[Recorded data]
◆ ◆ ◆ ◆ ◆

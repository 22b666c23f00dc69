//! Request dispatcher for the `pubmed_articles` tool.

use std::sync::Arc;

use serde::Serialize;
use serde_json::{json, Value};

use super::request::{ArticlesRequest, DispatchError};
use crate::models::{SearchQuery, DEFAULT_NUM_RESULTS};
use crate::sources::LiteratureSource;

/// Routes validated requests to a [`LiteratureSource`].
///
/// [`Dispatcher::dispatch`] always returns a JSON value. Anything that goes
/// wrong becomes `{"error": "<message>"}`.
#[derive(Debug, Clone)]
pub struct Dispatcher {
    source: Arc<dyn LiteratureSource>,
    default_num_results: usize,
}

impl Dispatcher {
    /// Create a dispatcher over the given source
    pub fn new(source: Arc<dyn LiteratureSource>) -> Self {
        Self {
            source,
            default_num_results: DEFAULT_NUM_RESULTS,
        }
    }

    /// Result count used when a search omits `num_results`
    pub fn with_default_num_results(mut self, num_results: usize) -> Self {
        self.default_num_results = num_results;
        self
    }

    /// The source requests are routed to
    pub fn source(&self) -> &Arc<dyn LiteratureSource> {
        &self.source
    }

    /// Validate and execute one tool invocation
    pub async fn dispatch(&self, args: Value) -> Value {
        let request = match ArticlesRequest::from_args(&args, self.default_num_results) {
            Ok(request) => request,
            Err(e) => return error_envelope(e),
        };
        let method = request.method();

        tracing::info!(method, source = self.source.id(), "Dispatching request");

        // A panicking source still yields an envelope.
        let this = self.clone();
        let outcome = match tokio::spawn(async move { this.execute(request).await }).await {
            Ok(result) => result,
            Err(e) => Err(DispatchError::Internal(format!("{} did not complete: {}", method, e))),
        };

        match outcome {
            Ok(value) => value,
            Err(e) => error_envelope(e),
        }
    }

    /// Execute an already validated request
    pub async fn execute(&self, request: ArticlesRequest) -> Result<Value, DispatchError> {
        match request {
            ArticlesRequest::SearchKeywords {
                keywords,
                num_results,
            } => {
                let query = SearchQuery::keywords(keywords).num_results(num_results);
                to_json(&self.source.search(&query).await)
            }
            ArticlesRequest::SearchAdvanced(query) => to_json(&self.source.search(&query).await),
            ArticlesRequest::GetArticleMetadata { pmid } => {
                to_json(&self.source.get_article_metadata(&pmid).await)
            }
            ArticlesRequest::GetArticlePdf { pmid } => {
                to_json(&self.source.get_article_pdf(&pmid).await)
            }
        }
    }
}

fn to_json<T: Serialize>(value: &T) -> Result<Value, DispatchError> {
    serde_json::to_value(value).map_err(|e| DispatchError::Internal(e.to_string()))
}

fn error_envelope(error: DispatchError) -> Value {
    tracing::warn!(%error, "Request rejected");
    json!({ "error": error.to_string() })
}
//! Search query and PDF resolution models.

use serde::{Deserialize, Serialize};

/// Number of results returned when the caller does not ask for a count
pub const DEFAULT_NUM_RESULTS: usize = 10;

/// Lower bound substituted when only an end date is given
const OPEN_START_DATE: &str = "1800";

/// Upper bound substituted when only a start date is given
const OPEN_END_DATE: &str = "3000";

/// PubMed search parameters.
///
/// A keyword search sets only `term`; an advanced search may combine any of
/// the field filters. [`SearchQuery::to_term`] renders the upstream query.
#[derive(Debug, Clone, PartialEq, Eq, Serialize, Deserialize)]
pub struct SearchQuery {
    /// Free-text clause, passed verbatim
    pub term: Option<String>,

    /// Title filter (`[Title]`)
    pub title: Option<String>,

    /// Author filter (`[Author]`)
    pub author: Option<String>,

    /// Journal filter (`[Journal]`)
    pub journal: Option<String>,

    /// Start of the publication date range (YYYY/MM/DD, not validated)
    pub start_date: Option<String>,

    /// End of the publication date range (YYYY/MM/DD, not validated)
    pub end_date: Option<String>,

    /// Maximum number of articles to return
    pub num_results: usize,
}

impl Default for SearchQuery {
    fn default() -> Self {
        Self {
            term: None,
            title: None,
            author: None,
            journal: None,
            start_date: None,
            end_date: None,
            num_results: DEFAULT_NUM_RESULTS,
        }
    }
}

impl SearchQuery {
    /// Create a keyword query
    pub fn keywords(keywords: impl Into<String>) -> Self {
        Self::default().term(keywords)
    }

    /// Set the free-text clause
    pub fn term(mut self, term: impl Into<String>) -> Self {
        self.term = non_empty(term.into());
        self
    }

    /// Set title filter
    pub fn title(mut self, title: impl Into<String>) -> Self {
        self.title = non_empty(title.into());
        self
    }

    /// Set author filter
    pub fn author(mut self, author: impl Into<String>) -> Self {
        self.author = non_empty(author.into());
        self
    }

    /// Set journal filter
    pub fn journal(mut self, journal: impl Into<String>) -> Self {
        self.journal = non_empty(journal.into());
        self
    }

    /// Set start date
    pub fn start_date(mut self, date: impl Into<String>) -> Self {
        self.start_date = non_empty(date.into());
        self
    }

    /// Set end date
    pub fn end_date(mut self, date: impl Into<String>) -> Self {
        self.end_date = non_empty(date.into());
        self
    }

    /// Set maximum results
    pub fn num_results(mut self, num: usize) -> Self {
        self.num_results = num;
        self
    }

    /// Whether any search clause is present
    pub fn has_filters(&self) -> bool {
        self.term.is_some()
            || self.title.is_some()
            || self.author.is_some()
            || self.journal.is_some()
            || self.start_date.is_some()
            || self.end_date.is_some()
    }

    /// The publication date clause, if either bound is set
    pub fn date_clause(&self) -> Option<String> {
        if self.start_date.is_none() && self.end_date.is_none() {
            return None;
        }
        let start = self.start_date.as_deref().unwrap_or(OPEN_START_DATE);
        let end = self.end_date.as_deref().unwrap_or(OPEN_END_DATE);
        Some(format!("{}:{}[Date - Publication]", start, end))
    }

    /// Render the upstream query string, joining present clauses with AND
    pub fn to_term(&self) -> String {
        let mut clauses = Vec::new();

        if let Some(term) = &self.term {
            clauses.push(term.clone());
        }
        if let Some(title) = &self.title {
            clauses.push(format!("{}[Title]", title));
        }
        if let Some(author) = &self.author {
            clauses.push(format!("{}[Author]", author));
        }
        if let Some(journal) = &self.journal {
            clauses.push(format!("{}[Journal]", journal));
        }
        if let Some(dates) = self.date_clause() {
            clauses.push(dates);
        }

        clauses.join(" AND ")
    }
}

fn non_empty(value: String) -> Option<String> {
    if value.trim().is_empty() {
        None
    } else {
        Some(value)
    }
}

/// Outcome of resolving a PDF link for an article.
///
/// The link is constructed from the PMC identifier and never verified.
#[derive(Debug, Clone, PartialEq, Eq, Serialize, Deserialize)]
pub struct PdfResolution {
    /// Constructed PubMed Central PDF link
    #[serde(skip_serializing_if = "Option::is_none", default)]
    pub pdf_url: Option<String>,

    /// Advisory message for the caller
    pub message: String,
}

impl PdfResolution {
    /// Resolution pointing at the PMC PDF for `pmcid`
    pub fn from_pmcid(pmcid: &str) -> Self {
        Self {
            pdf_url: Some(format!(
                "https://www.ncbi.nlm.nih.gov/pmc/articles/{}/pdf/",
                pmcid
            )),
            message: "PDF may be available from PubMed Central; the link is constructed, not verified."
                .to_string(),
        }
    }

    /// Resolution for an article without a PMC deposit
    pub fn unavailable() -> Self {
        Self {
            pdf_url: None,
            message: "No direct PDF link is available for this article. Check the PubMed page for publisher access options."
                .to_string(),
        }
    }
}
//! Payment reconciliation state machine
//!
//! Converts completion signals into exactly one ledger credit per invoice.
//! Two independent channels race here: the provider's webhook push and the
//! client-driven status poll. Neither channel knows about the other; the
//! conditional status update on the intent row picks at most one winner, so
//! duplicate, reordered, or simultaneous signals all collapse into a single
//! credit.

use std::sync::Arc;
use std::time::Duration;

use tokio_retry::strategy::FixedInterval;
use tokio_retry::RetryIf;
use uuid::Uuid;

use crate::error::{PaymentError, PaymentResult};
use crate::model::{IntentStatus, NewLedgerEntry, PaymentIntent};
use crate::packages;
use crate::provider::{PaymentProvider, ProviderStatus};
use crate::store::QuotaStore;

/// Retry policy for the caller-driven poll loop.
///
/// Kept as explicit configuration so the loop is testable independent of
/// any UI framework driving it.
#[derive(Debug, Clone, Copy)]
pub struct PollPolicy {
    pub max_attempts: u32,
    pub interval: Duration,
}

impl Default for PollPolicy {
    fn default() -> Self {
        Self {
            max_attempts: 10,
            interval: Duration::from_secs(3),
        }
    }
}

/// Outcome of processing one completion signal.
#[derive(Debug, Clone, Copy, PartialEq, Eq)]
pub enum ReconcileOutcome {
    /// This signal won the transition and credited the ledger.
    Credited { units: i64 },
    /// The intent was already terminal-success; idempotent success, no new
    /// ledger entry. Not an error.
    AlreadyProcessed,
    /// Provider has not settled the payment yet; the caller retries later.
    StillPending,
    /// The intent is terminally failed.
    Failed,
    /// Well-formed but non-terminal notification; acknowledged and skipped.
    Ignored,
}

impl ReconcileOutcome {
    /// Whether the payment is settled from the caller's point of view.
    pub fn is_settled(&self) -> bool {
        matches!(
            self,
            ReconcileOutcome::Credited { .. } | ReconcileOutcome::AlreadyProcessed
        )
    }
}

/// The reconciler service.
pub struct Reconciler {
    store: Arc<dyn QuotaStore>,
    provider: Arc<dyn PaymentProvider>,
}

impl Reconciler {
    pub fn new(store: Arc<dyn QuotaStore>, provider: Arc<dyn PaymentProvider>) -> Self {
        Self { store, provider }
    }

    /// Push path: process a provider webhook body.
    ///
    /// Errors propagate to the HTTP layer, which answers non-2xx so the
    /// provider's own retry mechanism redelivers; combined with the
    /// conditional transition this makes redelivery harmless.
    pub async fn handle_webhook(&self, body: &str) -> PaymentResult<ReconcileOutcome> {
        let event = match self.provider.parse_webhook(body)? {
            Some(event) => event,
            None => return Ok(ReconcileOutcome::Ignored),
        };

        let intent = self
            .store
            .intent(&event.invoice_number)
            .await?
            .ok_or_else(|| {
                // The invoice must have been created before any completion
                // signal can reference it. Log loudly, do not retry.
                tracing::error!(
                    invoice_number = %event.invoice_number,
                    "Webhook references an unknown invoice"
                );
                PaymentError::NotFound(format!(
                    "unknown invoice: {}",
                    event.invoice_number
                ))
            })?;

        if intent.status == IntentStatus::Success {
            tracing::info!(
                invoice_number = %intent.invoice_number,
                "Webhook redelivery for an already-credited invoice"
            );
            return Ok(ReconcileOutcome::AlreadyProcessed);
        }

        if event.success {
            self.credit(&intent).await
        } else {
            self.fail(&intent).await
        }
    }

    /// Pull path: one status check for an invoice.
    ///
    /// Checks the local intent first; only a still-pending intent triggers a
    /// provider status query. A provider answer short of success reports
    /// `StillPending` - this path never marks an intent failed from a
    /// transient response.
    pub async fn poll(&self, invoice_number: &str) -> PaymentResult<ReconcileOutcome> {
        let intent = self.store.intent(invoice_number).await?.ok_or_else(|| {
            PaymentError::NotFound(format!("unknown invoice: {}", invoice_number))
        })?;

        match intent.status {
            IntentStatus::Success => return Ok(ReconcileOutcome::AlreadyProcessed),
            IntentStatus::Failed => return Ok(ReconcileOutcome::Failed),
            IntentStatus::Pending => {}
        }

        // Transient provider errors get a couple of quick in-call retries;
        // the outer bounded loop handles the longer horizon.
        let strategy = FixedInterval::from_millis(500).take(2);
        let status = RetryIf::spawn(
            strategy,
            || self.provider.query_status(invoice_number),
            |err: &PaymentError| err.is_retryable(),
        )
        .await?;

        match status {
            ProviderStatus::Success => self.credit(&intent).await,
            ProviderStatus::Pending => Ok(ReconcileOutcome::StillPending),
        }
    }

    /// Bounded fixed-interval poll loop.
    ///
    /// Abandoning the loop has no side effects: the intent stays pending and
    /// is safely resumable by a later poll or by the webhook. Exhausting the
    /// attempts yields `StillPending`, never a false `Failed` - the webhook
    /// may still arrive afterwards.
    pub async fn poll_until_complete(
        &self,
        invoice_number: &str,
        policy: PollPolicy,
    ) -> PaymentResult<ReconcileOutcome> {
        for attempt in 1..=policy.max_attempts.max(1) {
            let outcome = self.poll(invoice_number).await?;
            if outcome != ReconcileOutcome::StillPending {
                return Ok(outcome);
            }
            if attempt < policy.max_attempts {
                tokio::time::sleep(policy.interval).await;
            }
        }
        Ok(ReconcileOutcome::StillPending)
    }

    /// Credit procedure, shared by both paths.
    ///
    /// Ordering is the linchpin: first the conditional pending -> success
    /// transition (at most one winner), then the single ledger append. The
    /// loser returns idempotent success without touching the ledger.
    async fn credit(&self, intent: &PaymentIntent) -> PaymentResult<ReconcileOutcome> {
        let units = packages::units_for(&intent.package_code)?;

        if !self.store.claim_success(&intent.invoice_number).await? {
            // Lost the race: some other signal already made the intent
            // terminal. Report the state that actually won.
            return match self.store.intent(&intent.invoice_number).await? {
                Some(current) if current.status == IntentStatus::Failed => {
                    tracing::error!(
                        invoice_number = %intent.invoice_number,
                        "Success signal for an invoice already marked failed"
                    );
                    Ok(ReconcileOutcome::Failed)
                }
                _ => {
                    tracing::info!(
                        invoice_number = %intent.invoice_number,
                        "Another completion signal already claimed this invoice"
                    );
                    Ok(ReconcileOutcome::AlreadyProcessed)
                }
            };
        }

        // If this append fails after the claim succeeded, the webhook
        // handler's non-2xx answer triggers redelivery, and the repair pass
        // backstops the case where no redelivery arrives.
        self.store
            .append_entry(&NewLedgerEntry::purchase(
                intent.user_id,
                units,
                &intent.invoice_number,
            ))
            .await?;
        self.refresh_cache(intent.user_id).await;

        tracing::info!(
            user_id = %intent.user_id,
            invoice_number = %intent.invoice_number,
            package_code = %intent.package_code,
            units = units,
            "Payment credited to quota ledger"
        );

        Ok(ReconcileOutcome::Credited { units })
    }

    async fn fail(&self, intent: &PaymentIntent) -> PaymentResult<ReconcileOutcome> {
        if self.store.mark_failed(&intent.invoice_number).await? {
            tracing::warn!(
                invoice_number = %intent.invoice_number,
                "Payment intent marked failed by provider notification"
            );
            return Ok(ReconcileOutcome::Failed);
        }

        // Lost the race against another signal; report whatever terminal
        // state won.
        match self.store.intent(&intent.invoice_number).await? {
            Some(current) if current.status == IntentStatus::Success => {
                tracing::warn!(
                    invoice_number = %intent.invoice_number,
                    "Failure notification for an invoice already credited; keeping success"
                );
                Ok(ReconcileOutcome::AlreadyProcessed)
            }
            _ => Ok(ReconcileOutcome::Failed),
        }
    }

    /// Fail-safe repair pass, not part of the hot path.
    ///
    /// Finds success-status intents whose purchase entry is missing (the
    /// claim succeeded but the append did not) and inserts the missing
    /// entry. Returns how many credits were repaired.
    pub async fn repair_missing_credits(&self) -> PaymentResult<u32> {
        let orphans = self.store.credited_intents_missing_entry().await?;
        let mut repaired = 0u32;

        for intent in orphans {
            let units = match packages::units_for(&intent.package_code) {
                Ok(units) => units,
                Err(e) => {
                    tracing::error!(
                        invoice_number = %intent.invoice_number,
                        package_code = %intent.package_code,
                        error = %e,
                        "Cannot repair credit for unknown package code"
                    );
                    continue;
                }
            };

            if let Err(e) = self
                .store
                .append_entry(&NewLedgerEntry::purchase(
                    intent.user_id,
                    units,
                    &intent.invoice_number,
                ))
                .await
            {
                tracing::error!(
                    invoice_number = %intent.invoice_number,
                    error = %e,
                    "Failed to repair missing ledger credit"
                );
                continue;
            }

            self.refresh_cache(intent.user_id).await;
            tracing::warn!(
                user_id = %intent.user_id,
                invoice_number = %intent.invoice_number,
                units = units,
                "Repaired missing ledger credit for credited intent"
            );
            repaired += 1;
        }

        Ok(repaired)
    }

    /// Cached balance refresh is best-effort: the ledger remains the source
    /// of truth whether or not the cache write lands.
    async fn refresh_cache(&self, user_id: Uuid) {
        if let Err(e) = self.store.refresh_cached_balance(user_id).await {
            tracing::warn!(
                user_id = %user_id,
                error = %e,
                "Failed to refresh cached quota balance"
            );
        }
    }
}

◆ ◆ ◆ ◆ ◆

WHAT THE TASK ASKS: Copy each line in the entries above where "only" turns up.

COMPLETED TASK:
/// Lower bound substituted when only an end date is given
/// Upper bound substituted when only a start date is given
/// A keyword search sets only `term`; an advanced search may combine any of
    /// Checks the local intent first; only a still-pending intent triggers a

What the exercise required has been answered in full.